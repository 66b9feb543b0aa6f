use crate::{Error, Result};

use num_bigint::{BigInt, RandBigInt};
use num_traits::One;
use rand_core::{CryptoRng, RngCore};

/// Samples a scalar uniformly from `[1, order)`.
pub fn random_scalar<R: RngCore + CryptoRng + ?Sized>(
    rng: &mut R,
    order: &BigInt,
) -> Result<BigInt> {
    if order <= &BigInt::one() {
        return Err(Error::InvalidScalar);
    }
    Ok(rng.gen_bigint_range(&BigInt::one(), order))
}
■ ■ ■
Write out exactly the lines from the one with "return Err(Error::InvalidScalar);" through the end of the records above, both ends included, and leave out all other lines.

Output for this task ->
        return Err(Error::InvalidScalar);
    }
    Ok(rng.gen_bigint_range(&BigInt::one(), order))
}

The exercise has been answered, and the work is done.